* [Your instructions]
Take from the records below each line that holds "when".

▽

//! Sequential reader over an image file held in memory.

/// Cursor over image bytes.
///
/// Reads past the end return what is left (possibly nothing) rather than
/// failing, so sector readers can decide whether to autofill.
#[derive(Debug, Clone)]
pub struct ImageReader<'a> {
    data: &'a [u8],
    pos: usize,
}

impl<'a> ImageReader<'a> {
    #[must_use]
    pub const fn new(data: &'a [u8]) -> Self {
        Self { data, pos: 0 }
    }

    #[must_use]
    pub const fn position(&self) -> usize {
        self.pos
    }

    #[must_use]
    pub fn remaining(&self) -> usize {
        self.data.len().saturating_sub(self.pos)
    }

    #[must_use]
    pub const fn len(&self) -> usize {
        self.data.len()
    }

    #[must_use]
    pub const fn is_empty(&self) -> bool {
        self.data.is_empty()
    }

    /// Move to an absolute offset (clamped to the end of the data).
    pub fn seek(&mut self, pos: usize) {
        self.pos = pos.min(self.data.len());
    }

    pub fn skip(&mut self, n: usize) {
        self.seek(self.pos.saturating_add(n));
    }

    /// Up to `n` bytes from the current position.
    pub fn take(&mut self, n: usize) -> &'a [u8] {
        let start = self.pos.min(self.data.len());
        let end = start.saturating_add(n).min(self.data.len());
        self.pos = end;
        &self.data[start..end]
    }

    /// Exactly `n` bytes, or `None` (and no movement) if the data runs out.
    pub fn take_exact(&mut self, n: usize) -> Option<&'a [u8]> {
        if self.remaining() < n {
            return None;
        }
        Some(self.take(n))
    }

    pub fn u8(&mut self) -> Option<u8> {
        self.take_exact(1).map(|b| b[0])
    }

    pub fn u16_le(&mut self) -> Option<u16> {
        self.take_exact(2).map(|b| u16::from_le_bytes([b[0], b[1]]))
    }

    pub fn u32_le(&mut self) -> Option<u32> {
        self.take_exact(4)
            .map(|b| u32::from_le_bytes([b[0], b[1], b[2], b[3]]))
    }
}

△
▽

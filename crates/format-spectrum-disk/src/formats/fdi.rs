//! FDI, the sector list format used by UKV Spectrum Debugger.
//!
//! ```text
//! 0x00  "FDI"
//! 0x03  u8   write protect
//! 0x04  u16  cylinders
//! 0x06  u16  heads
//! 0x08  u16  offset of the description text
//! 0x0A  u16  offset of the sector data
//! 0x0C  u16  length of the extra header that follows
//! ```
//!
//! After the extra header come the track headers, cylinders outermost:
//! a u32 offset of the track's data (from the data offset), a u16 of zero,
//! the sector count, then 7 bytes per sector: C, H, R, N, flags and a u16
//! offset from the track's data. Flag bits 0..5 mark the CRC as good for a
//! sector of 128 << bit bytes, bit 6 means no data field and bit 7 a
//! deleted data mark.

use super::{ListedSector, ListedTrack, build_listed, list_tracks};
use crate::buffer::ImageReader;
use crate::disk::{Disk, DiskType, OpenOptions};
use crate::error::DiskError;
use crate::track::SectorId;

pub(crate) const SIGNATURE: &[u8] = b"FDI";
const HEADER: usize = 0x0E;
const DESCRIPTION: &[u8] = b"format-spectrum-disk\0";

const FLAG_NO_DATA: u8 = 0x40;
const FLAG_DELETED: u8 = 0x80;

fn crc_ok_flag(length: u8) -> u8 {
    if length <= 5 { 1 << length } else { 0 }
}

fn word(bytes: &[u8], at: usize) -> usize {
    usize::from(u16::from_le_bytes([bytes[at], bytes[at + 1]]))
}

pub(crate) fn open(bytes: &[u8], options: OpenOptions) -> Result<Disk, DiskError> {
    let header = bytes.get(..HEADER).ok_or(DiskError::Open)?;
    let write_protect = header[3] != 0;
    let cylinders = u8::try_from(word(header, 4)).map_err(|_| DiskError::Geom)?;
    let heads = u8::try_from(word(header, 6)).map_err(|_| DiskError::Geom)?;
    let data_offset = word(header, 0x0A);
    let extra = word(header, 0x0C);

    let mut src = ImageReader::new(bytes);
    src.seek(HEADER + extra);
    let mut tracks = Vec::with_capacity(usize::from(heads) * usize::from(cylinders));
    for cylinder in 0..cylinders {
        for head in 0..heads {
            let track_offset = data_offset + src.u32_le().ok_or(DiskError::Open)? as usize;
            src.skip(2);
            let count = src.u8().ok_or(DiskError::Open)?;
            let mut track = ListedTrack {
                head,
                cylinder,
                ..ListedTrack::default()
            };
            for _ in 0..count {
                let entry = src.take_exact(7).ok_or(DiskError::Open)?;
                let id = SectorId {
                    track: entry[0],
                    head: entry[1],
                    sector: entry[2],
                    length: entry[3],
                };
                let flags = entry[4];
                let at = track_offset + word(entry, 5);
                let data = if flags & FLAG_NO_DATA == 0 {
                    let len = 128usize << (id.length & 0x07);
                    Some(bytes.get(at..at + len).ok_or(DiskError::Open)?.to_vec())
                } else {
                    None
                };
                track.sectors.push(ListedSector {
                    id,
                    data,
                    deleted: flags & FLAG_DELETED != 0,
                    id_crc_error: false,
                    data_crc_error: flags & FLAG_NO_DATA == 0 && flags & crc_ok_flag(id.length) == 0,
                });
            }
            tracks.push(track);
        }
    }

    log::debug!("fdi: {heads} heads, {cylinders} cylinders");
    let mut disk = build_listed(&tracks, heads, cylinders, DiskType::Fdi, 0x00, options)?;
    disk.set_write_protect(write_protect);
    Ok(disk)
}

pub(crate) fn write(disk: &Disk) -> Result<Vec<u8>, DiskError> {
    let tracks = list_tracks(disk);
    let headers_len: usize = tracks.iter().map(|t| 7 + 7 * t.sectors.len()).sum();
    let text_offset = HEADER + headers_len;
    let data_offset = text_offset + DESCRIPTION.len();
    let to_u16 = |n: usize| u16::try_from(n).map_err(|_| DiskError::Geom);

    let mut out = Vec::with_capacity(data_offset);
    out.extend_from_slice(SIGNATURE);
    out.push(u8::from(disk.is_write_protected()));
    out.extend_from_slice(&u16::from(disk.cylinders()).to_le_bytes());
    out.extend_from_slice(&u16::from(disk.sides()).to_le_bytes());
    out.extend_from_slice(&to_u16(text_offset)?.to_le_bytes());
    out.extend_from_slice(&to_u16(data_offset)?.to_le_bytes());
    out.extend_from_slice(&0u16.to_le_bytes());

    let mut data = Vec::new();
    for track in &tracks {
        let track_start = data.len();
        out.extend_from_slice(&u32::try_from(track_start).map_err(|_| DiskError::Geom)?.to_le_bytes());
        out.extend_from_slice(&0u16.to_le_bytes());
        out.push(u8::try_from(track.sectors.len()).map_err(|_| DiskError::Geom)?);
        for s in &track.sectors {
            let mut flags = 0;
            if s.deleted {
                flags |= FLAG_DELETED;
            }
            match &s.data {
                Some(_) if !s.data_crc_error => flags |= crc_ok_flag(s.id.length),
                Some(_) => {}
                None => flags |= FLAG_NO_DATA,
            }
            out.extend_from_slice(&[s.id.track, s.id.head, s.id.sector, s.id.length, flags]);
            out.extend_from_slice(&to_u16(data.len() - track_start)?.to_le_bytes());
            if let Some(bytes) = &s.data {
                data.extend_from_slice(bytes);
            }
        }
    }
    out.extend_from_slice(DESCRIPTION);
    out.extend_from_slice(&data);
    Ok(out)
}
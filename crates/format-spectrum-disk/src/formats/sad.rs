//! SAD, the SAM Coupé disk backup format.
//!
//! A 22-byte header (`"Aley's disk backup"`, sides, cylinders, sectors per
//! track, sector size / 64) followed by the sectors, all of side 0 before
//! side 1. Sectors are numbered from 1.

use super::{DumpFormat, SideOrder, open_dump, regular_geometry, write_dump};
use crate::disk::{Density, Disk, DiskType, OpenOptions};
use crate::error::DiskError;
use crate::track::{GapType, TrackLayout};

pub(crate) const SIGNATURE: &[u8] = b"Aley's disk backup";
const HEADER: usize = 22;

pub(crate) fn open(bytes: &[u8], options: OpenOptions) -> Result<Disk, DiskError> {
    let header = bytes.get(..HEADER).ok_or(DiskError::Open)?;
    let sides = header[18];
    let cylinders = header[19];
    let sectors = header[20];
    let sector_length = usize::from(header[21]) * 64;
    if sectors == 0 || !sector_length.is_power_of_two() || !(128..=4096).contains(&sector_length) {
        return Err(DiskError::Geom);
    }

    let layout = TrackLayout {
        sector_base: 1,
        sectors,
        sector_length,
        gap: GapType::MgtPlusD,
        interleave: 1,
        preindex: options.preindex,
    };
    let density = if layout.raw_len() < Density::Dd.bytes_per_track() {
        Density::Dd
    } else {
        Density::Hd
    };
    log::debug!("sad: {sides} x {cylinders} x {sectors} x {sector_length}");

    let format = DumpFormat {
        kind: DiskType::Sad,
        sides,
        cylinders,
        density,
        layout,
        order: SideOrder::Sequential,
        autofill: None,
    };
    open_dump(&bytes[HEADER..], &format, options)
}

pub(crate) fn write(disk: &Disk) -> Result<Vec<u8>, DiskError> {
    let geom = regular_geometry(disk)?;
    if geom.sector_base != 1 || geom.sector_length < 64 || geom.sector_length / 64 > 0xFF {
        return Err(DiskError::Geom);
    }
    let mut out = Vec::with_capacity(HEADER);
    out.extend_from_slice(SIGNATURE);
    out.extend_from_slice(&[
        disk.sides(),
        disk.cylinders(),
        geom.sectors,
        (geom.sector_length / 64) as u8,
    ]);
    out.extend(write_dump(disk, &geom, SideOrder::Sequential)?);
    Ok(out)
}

△
▽

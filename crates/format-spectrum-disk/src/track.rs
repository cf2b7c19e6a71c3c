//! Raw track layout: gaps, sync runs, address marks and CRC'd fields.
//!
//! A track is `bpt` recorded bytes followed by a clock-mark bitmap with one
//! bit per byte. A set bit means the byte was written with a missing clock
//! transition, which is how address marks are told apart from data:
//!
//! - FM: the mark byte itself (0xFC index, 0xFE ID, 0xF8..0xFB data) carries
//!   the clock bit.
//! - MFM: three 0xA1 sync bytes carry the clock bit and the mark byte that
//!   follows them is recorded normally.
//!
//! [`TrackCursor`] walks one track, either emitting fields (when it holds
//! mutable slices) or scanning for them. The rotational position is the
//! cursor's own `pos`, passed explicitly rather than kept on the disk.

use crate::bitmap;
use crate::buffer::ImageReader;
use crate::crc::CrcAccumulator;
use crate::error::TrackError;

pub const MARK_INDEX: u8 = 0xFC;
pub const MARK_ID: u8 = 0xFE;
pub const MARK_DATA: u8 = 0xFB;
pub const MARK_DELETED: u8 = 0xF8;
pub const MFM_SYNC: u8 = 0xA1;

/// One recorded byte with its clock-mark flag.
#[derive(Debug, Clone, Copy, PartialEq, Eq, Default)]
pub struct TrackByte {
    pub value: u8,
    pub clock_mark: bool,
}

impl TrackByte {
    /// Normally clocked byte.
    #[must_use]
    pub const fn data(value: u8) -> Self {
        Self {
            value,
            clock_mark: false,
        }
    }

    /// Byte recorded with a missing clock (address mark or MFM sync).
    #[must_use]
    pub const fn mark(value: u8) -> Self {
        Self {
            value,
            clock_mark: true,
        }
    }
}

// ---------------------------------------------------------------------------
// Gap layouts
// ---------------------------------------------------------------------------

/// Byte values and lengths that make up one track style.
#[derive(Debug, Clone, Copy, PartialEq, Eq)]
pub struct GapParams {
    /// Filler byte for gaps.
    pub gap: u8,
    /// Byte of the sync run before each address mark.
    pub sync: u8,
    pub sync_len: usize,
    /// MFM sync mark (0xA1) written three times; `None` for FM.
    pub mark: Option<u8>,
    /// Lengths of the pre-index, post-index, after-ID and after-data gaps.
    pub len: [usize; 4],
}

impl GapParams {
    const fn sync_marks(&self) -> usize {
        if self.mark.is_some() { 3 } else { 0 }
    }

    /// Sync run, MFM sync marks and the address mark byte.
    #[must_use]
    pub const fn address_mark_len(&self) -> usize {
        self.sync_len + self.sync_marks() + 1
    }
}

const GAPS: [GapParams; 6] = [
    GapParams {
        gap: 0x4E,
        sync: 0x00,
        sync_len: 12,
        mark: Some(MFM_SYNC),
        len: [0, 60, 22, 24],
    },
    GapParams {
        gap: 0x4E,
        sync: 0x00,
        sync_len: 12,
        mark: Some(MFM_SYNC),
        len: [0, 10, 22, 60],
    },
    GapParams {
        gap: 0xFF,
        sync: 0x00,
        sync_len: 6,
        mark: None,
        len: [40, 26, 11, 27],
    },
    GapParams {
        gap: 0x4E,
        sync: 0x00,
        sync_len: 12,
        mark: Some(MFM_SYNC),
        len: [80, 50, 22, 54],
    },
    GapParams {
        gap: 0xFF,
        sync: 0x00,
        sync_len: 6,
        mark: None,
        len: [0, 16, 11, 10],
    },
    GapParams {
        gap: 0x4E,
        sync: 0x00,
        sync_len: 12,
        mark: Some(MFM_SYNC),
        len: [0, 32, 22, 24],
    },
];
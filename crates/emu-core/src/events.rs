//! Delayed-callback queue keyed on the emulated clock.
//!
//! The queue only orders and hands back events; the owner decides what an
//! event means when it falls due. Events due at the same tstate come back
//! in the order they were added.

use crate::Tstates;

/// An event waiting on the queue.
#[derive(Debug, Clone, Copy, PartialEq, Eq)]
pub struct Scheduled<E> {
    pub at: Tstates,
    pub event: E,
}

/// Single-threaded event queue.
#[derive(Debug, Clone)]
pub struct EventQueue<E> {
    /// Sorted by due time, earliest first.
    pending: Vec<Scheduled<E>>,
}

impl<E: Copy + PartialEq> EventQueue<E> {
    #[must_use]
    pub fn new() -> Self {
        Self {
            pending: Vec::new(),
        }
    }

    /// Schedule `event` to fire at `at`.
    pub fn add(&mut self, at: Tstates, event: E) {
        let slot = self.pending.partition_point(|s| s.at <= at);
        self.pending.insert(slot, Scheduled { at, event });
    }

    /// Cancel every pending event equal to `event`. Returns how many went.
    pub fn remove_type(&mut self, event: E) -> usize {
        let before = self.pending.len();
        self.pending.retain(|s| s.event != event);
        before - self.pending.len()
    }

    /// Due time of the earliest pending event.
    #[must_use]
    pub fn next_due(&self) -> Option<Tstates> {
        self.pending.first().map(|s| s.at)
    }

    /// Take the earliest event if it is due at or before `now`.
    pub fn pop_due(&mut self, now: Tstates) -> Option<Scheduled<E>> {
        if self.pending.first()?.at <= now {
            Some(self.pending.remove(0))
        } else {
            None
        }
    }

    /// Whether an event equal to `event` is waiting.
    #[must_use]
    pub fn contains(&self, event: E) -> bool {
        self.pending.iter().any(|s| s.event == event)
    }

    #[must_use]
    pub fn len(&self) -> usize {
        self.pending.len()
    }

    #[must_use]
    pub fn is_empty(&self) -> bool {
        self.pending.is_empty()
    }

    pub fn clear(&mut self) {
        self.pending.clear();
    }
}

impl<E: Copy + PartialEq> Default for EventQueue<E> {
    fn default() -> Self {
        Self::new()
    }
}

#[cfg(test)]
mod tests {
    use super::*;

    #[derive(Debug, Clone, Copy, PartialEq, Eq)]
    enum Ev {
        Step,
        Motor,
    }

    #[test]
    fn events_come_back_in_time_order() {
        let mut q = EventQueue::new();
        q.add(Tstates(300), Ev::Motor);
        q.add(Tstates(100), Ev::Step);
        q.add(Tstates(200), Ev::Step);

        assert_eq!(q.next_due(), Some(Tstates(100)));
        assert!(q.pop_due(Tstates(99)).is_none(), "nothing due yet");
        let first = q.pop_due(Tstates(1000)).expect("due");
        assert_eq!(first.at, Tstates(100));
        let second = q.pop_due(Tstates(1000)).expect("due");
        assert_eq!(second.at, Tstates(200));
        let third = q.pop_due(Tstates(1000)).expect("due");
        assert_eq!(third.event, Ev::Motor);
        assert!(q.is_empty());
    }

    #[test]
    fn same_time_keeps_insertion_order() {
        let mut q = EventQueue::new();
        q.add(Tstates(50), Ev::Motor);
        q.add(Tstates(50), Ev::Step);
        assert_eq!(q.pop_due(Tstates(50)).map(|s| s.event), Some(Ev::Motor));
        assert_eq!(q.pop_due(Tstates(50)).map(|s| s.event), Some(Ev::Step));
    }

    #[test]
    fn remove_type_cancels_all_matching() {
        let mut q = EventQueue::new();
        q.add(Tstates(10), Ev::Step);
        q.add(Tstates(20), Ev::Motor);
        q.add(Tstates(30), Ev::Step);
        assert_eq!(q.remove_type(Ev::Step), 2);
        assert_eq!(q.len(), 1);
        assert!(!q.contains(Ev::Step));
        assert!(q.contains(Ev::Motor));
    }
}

△

* [Response box]
//! [`TrackCursor`] walks one track, either emitting fields (when it holds
//! event means when it falls due. Events due at the same tstate come back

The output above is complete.